Pure functions get their own test blocks. No setup() needed:

@FeatureTest(NavigationHelpersFeature)
class ClassifyNavigationTests {
  @Verifies<NavigationHelpersFeature>('hashScroll')
  'returns hashScroll for same page with hash'() {
    expect(classifyNavigation('/about', '/about', '#education')).toBe('hashScroll');
  }

  @Verifies<NavigationHelpersFeature>('toggleHeadings')
  'returns toggleHeadings for same page without hash'() {
    expect(classifyNavigation('/about', '/about', null)).toBe('toggleHeadings');
  }

  @Verifies<NavigationHelpersFeature>('fullNavigationDifferentPage')
  'returns fullNavigation for different page'() {
    expect(classifyNavigation('/skills', '/about', null)).toBe('fullNavigation');
  }

  @Verifies<NavigationHelpersFeature>('fullNavigationWithHash')
  'returns fullNavigation for different page even with hash'() {
    expect(classifyNavigation('/skills', '/about', '#typescript')).toBe('fullNavigation');
  }
}

Four tests. Four inputs. Four expected outputs. No mocks. No setup. This is what pure functions buy you: trivially testable logic.

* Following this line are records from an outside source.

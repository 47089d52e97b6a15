use super::SeaOrmStorage;
use crate::entity::classes::{ActiveModel, Column, Entity as Classes};
use crate::errors::{Result, SrmsError};
use crate::models::{
    PaginatedResponse, PaginationInfo,
    classes::{
        entities::Clazz,
        requests::{ClassListQuery, CreateClassRequest, UpdateClassRequest},
    },
};
use crate::utils::escape_like_pattern;
use sea_orm::{
    ActiveModelTrait, ColumnTrait, EntityTrait, PaginatorTrait, QueryFilter, QueryOrder, Set,
};

impl SeaOrmStorage {
    /// 创建班级
    pub async fn create_class_impl(&self, req: CreateClassRequest) -> Result<Clazz> {
        let now = chrono::Utc::now().timestamp();

        let model = ActiveModel {
            class_name: Set(req.class_name),
            grade: Set(req.grade),
            major: Set(req.major),
            department: Set(req.department),
            created_at: Set(now),
            updated_at: Set(now),
            ..Default::default()
        };

        let result = model
            .insert(&self.db)
            .await
            .map_err(|e| SrmsError::database_operation(format!("创建班级失败: {e}")))?;

        Ok(result.into_clazz())
    }

    /// 通过 ID 获取班级
    pub async fn get_class_by_id_impl(&self, class_id: i64) -> Result<Option<Clazz>> {
        let result = Classes::find_by_id(class_id)
            .one(&self.db)
            .await
            .map_err(|e| SrmsError::database_operation(format!("查询班级失败: {e}")))?;

        Ok(result.map(|m| m.into_clazz()))
    }

    /// 通过名称获取班级
    pub async fn get_class_by_name_impl(&self, class_name: &str) -> Result<Option<Clazz>> {
        let result = Classes::find()
            .filter(Column::ClassName.eq(class_name))
            .one(&self.db)
            .await
            .map_err(|e| SrmsError::database_operation(format!("查询班级失败: {e}")))?;

        Ok(result.map(|m| m.into_clazz()))
    }

    /// 分页列出班级
    pub async fn list_classes_with_pagination_impl(
        &self,
        query: ClassListQuery,
    ) -> Result<PaginatedResponse<Clazz>> {
        let page = query.page.unwrap_or(1).max(1) as u64;
        let size = query.size.unwrap_or(10).clamp(1, 100) as u64;

        let mut select = Classes::find();

        // 按名称模糊搜索
        if let Some(ref search) = query.search
            && !search.trim().is_empty()
        {
            let escaped = escape_like_pattern(search.trim());
            select = select.filter(Column::ClassName.contains(&escaped));
        }

        // 年级筛选
        if let Some(ref grade) = query.grade {
            select = select.filter(Column::Grade.eq(grade));
        }

        // 按名称升序
        select = select.order_by_asc(Column::ClassName);

        let paginator = select.paginate(&self.db, size);
        let total = paginator
            .num_items()
            .await
            .map_err(|e| SrmsError::database_operation(format!("查询班级总数失败: {e}")))?;

        let pages = paginator
            .num_pages()
            .await
            .map_err(|e| SrmsError::database_operation(format!("查询班级页数失败: {e}")))?;

        let classes = paginator
            .fetch_page(page - 1)
            .await
            .map_err(|e| SrmsError::database_operation(format!("查询班级列表失败: {e}")))?;

        Ok(PaginatedResponse {
            items: classes.into_iter().map(|m| m.into_clazz()).collect(),
            pagination: PaginationInfo {
                page: page as i64,
                page_size: size as i64,
                total: total as i64,
                total_pages: pages as i64,
            },
        })
    }

    /// 更新班级信息
    pub async fn update_class_impl(
        &self,
        class_id: i64,
        update: UpdateClassRequest,
    ) -> Result<Option<Clazz>> {
        let existing = self.get_class_by_id_impl(class_id).await?;
        if existing.is_none() {
            return Ok(None);
        }

        let now = chrono::Utc::now().timestamp();

        let mut model = ActiveModel {
            id: Set(class_id),
            updated_at: Set(now),
            ..Default::default()
        };

        if let Some(class_name) = update.class_name {
            model.class_name = Set(class_name);
        }
        if let Some(grade) = update.grade {
            model.grade = Set(grade);
        }
        if let Some(major) = update.major {
            model.major = Set(major);
        }
        if let Some(department) = update.department {
            model.department = Set(Some(department));
        }

        model
            .update(&self.db)
            .await
            .map_err(|e| SrmsError::database_operation(format!("更新班级失败: {e}")))?;

        self.get_class_by_id_impl(class_id).await
    }

    /// 删除班级（是否有学生由服务层守卫）
    pub async fn delete_class_impl(&self, class_id: i64) -> Result<bool> {
        let result = Classes::delete_by_id(class_id)
            .exec(&self.db)
            .await
            .map_err(|e| SrmsError::database_operation(format!("删除班级失败: {e}")))?;

        Ok(result.rows_affected > 0)
    }
}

The detectByScroll function from ScrollSpyMachine:

@FeatureTest(ScrollSpyFeature)
class DetectByScrollTests {
  @Verifies<ScrollSpyFeature>('lastHeadingAboveThreshold')
  'returns last heading at or above threshold'() {
    const headings = [
      { id: 'h1', top: 0 },
      { id: 'h2', top: 100 },
      { id: 'h3', top: 200 },
    ];
    expect(detectByScroll(headings, 150)).toBe('h2');
  }

  @Verifies<ScrollSpyFeature>('firstHeadingFallback')
  'returns first heading when none are above threshold'() {
    const headings = [{ id: 'h1', top: 100 }];
    expect(detectByScroll(headings, 50)).toBe('h1');
  }

  @Verifies<ScrollSpyFeature>('nullForEmptyHeadings')
  'returns null for empty headings'() {
    expect(detectByScroll([], 100)).toBeNull();
  }
}

Geometry as plain objects. No DOM. No scroll events. The function receives { id, top }[] and returns a string.

Property-Based Testing with fast-check

Example-based tests verify specific inputs. Property-based tests verify invariants -- statements that should hold for all possible inputs.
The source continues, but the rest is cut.